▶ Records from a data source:
□ □ □ □

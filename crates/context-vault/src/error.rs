//! Error types shared by the archive, synchronizer and recovery composer.

use thiserror::Error;

#[derive(Error, Debug)]
pub enum ArchiveError {
    /// Another writer holds the database write lock.
    #[error("storage is locked by another writer: {0}")]
    StorageContention(String),

    /// Full-text query rejected by the search engine. Carries the engine's message verbatim.
    #[error("invalid search query: {0}")]
    QuerySyntax(String),

    #[error("archive has been closed")]
    Closed,

    #[error("session not found: {0}")]
    SessionNotFound(String),

    #[error("unknown {kind} value: {value}")]
    InvalidValue { kind: &'static str, value: String },

    #[error("database error: {0}")]
    Database(rusqlite::Error),

    #[error("connection pool error: {0}")]
    Pool(#[from] r2d2::Error),

    #[error("I/O error: {0}")]
    Io(#[from] std::io::Error),

    #[error("serialization error: {0}")]
    Serialization(#[from] serde_json::Error),
}

pub type Result<T> = std::result::Result<T, ArchiveError>;

impl From<rusqlite::Error> for ArchiveError {
    fn from(e: rusqlite::Error) -> Self {
        if is_lock_error(&e) {
            ArchiveError::StorageContention(e.to_string())
        } else {
            ArchiveError::Database(e)
        }
    }
}

impl ArchiveError {
    pub fn is_contention(&self) -> bool {
        matches!(self, ArchiveError::StorageContention(_))
    }
}

fn is_lock_error(e: &rusqlite::Error) -> bool {
    matches!(
        e.sqlite_error_code(),
        Some(rusqlite::ErrorCode::DatabaseBusy) | Some(rusqlite::ErrorCode::DatabaseLocked)
    )
}

#[cfg(test)]
mod tests {
    use super::*;

    #[test]
    fn busy_maps_to_contention() {
        let err = rusqlite::Error::SqliteFailure(
            rusqlite::ffi::Error::new(rusqlite::ffi::SQLITE_BUSY),
            Some("database is locked".to_string()),
        );
        let mapped: ArchiveError = err.into();
        assert!(mapped.is_contention());
    }

    #[test]
    fn other_failures_stay_database_errors() {
        let err = rusqlite::Error::SqliteFailure(
            rusqlite::ffi::Error::new(rusqlite::ffi::SQLITE_CONSTRAINT),
            None,
        );
        let mapped: ArchiveError = err.into();
        assert!(matches!(mapped, ArchiveError::Database(_)));
    }
}
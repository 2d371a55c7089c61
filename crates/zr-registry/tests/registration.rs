//! Registration scenarios across several buildings.

use zr_core::Verbosity;
use zr_registry::{
    InstanceRegistry, RegistryError, SequentialFactory, Warning, ZoneDeclaration,
};

fn decl<'a>(source: &'a str, zone: &'a str) -> ZoneDeclaration<'a> {
    ZoneDeclaration::new(source, "USA_IL_Chicago.mos", "Energy+.idd", zone)
}

fn zone_names(registry: &InstanceRegistry, source: &str) -> Vec<String> {
    let id = registry.find_by_source_name(source).unwrap();
    registry
        .building(id)
        .unwrap()
        .zone_names()
        .map(str::to_string)
        .collect()
}

#[test]
fn first_zone_creates_instance() {
    let mut registry = InstanceRegistry::new();
    let mut factory = SequentialFactory::new();

    registry.register_zone(&mut factory, &decl("B.idf", "Z1")).unwrap();

    assert_eq!(registry.count(), 1);
    assert_eq!(zone_names(&registry, "B.idf"), ["Z1"]);
    assert_eq!(factory.created().len(), 1);
}

#[test]
fn second_zone_reuses_instance() {
    let mut registry = InstanceRegistry::new();
    let mut factory = SequentialFactory::new();

    let h1 = registry.register_zone(&mut factory, &decl("B.idf", "Z1")).unwrap();
    let h2 = registry.register_zone(&mut factory, &decl("B.idf", "Z2")).unwrap();

    assert_eq!(registry.count(), 1);
    assert_eq!(h1.building, h2.building);
    assert_eq!(zone_names(&registry, "B.idf"), ["Z1", "Z2"]);
    assert_eq!(factory.created(), ["B.idf"]);
}

#[test]
fn duplicate_zone_fails_without_mutation() {
    let mut registry = InstanceRegistry::new();
    let mut factory = SequentialFactory::new();
    registry.register_zone(&mut factory, &decl("B.idf", "Z1")).unwrap();
    registry.register_zone(&mut factory, &decl("B.idf", "Z2")).unwrap();

    let err = registry
        .register_zone(
            &mut factory,
            &decl("B.idf", "Z1").with_verbosity(Verbosity::Debug),
        )
        .unwrap_err();

    match &err {
        RegistryError::DuplicateZone { zone, building } => {
            assert_eq!(zone, "Z1");
            assert_eq!(building, "B.idf");
        }
        other => panic!("unexpected error: {other}"),
    }
    let message = err.to_string();
    assert!(message.contains("Z1") && message.contains("B.idf"));

    assert_eq!(registry.count(), 1);
    assert_eq!(zone_names(&registry, "B.idf"), ["Z1", "Z2"]);
    assert_eq!(registry.global_verbosity(), Some(Verbosity::Warning));
    assert!(registry.warnings().is_empty());
}

#[test]
fn conflicting_archive_fails_without_mutation() {
    let mut registry = InstanceRegistry::new();
    let mut factory = SequentialFactory::new();
    registry
        .register_zone(&mut factory, &decl("B.idf", "Z1").with_archive_path("/b"))
        .unwrap();

    let err = registry
        .register_zone(&mut factory, &decl("B.idf", "Z3").with_archive_path("/a"))
        .unwrap_err();

    match &err {
        RegistryError::ConflictingArchivePath { requested, pinned } => {
            assert_eq!(requested, "/a");
            assert_eq!(pinned, "/b");
        }
        other => panic!("unexpected error: {other}"),
    }
    assert!(err.to_string().contains("/a") && err.to_string().contains("/b"));
    assert_eq!(zone_names(&registry, "B.idf"), ["Z1"]);
}

#[test]
fn zone_without_archive_joins_pinned_instance() {
    let mut registry = InstanceRegistry::new();
    let mut factory = SequentialFactory::new();
    registry
        .register_zone(&mut factory, &decl("B.idf", "Z1").with_archive_path("/b"))
        .unwrap();
    registry.register_zone(&mut factory, &decl("B.idf", "Z2")).unwrap();
    registry
        .register_zone(&mut factory, &decl("B.idf", "Z3").with_archive_path("/b"))
        .unwrap();

    let building = registry.by_index(0).unwrap();
    assert_eq!(building.archive_path(), Some("/b"));
    assert_eq!(building.zone_count(), 3);
}

#[test]
fn inconsistent_verbosity_takes_maximum_and_warns() {
    let mut registry = InstanceRegistry::new();
    let mut factory = SequentialFactory::new();

    registry
        .register_zone(&mut factory, &decl("C.idf", "Z4").with_verbosity(Verbosity::Error))
        .unwrap();
    registry
        .register_zone(&mut factory, &decl("B.idf", "Z5").with_verbosity(Verbosity::Fatal))
        .unwrap();

    assert_eq!(registry.global_verbosity(), Some(Verbosity::Error));
    assert_eq!(
        registry.warnings(),
        [Warning::InconsistentVerbosity {
            requested: Verbosity::Fatal,
            current: Verbosity::Error,
        }]
    );
    assert_eq!(registry.count(), 2);
}

#[test]
fn same_zone_name_in_different_buildings_is_allowed() {
    let mut registry = InstanceRegistry::new();
    let mut factory = SequentialFactory::new();

    let a = registry.register_zone(&mut factory, &decl("A.idf", "Core")).unwrap();
    let b = registry.register_zone(&mut factory, &decl("B.idf", "Core")).unwrap();

    assert_ne!(a.building, b.building);
    assert_eq!(registry.zones().count(), 2);
    assert_eq!(factory.created(), ["A.idf", "B.idf"]);
}

#[test]
fn interleaved_declarations_group_by_source() {
    let mut registry = InstanceRegistry::new();
    let mut factory = SequentialFactory::new();

    for (source, zone) in [
        ("A.idf", "North"),
        ("B.idf", "Attic"),
        ("A.idf", "South"),
        ("C.idf", "Core"),
        ("B.idf", "Core"),
        ("A.idf", "Core"),
    ] {
        registry.register_zone(&mut factory, &decl(source, zone)).unwrap();
    }

    assert_eq!(registry.count(), 3);
    assert_eq!(zone_names(&registry, "A.idf"), ["North", "South", "Core"]);
    assert_eq!(zone_names(&registry, "B.idf"), ["Attic", "Core"]);
    assert_eq!(zone_names(&registry, "C.idf"), ["Core"]);

    for (i, building) in registry.buildings().iter().enumerate() {
        assert_eq!(building.id().as_usize(), i);
        assert!(building.zones().iter().all(|z| z.building() == building.id()));
    }
}

#[test]
fn registered_zone_has_unbound_channels() {
    let mut registry = InstanceRegistry::new();
    let mut factory = SequentialFactory::new();
    let handle = registry.register_zone(&mut factory, &decl("B.idf", "Core_ZN")).unwrap();

    let zone = registry.zone(handle).unwrap();
    assert!(!zone.is_instantiated());
    assert!(!zone.is_initialized());
    assert_eq!(
        zone.inputs().qualified_names().collect::<Vec<_>>(),
        [
            "Core_ZN_T",
            "Core_ZN_X",
            "Core_ZN_mInlets_flow",
            "Core_ZN_TAveInlet",
            "Core_ZN_QGaiRad_flow",
        ]
    );
    assert!(!zone.parameter_outputs().is_bound());
}
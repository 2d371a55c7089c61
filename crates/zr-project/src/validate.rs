//! Manifest validation logic.
//!
//! Catches what can be seen from the file alone. Cross-declaration
//! conflicts such as duplicate zones are reported by the registry.

use crate::schema::Manifest;

pub const LATEST_VERSION: u32 = 1;

#[derive(thiserror::Error, Debug, PartialEq, Eq)]
pub enum ValidationError {
    #[error("Empty field: {field} in zone #{index}")]
    EmptyField { field: &'static str, index: usize },

    #[error("Manifest declares no zones")]
    NoZones,

    #[error("Unsupported version: {version}")]
    UnsupportedVersion { version: u32 },
}

pub fn validate_manifest(manifest: &Manifest) -> Result<(), ValidationError> {
    if manifest.version == 0 || manifest.version > LATEST_VERSION {
        return Err(ValidationError::UnsupportedVersion {
            version: manifest.version,
        });
    }
    if manifest.zones.is_empty() {
        return Err(ValidationError::NoZones);
    }

    for (index, zone) in manifest.zones.iter().enumerate() {
        for (field, value) in [
            ("building", &zone.building),
            ("zone", &zone.zone),
            ("weather", &zone.weather),
            ("schema", &zone.schema),
        ] {
            if value.trim().is_empty() {
                return Err(ValidationError::EmptyField { field, index });
            }
        }
    }
    Ok(())
}
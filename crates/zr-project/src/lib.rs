//! zr-project: zone declaration manifests and their validation.

pub mod schema;
pub mod validate;

pub use schema::*;
pub use validate::{LATEST_VERSION, ValidationError, validate_manifest};

pub type ProjectResult<T> = Result<T, ProjectError>;

#[derive(thiserror::Error, Debug)]
pub enum ProjectError {
    #[error("Validation error: {0}")]
    Validation(#[from] ValidationError),

    #[error("I/O error: {0}")]
    Io(#[from] std::io::Error),

    #[error("YAML error: {0}")]
    Yaml(#[from] serde_yaml::Error),

    #[error("JSON error: {0}")]
    Json(#[from] serde_json::Error),
}

pub fn load_yaml(path: &std::path::Path) -> ProjectResult<Manifest> {
    let content = std::fs::read_to_string(path)?;
    let manifest: Manifest = serde_yaml::from_str(&content)?;
    validate_manifest(&manifest)?;
    Ok(manifest)
}

pub fn save_yaml(path: &std::path::Path, manifest: &Manifest) -> ProjectResult<()> {
    validate_manifest(manifest)?;
    let content = serde_yaml::to_string(manifest)?;
    std::fs::write(path, content)?;
    Ok(())
}

pub fn load_json(path: &std::path::Path) -> ProjectResult<Manifest> {
    let content = std::fs::read_to_string(path)?;
    let manifest: Manifest = serde_json::from_str(&content)?;
    validate_manifest(&manifest)?;
    Ok(manifest)
}

pub fn save_json(path: &std::path::Path, manifest: &Manifest) -> ProjectResult<()> {
    validate_manifest(manifest)?;
    let content = serde_json::to_string_pretty(manifest)?;
    std::fs::write(path, content)?;
    Ok(())
}

/// Load a manifest, picking the format from the file extension.
pub fn load(path: &std::path::Path) -> ProjectResult<Manifest> {
    match path.extension().and_then(|e| e.to_str()) {
        Some("json") => load_json(path),
        _ => load_yaml(path),
    }
}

□ □ □ □

Find the line with "impl From<rusqlite::Error> for" in the entries above. Retype it and each line after it, exactly, through the line with "use super::*;", and stop there.

impl From<rusqlite::Error> for ArchiveError {
    fn from(e: rusqlite::Error) -> Self {
        if is_lock_error(&e) {
            ArchiveError::StorageContention(e.to_string())
        } else {
            ArchiveError::Database(e)
        }
    }
}

impl ArchiveError {
    pub fn is_contention(&self) -> bool {
        matches!(self, ArchiveError::StorageContention(_))
    }
}

fn is_lock_error(e: &rusqlite::Error) -> bool {
    matches!(
        e.sqlite_error_code(),
        Some(rusqlite::ErrorCode::DatabaseBusy) | Some(rusqlite::ErrorCode::DatabaseLocked)
    )
}

#[cfg(test)]
mod tests {
    use super::*;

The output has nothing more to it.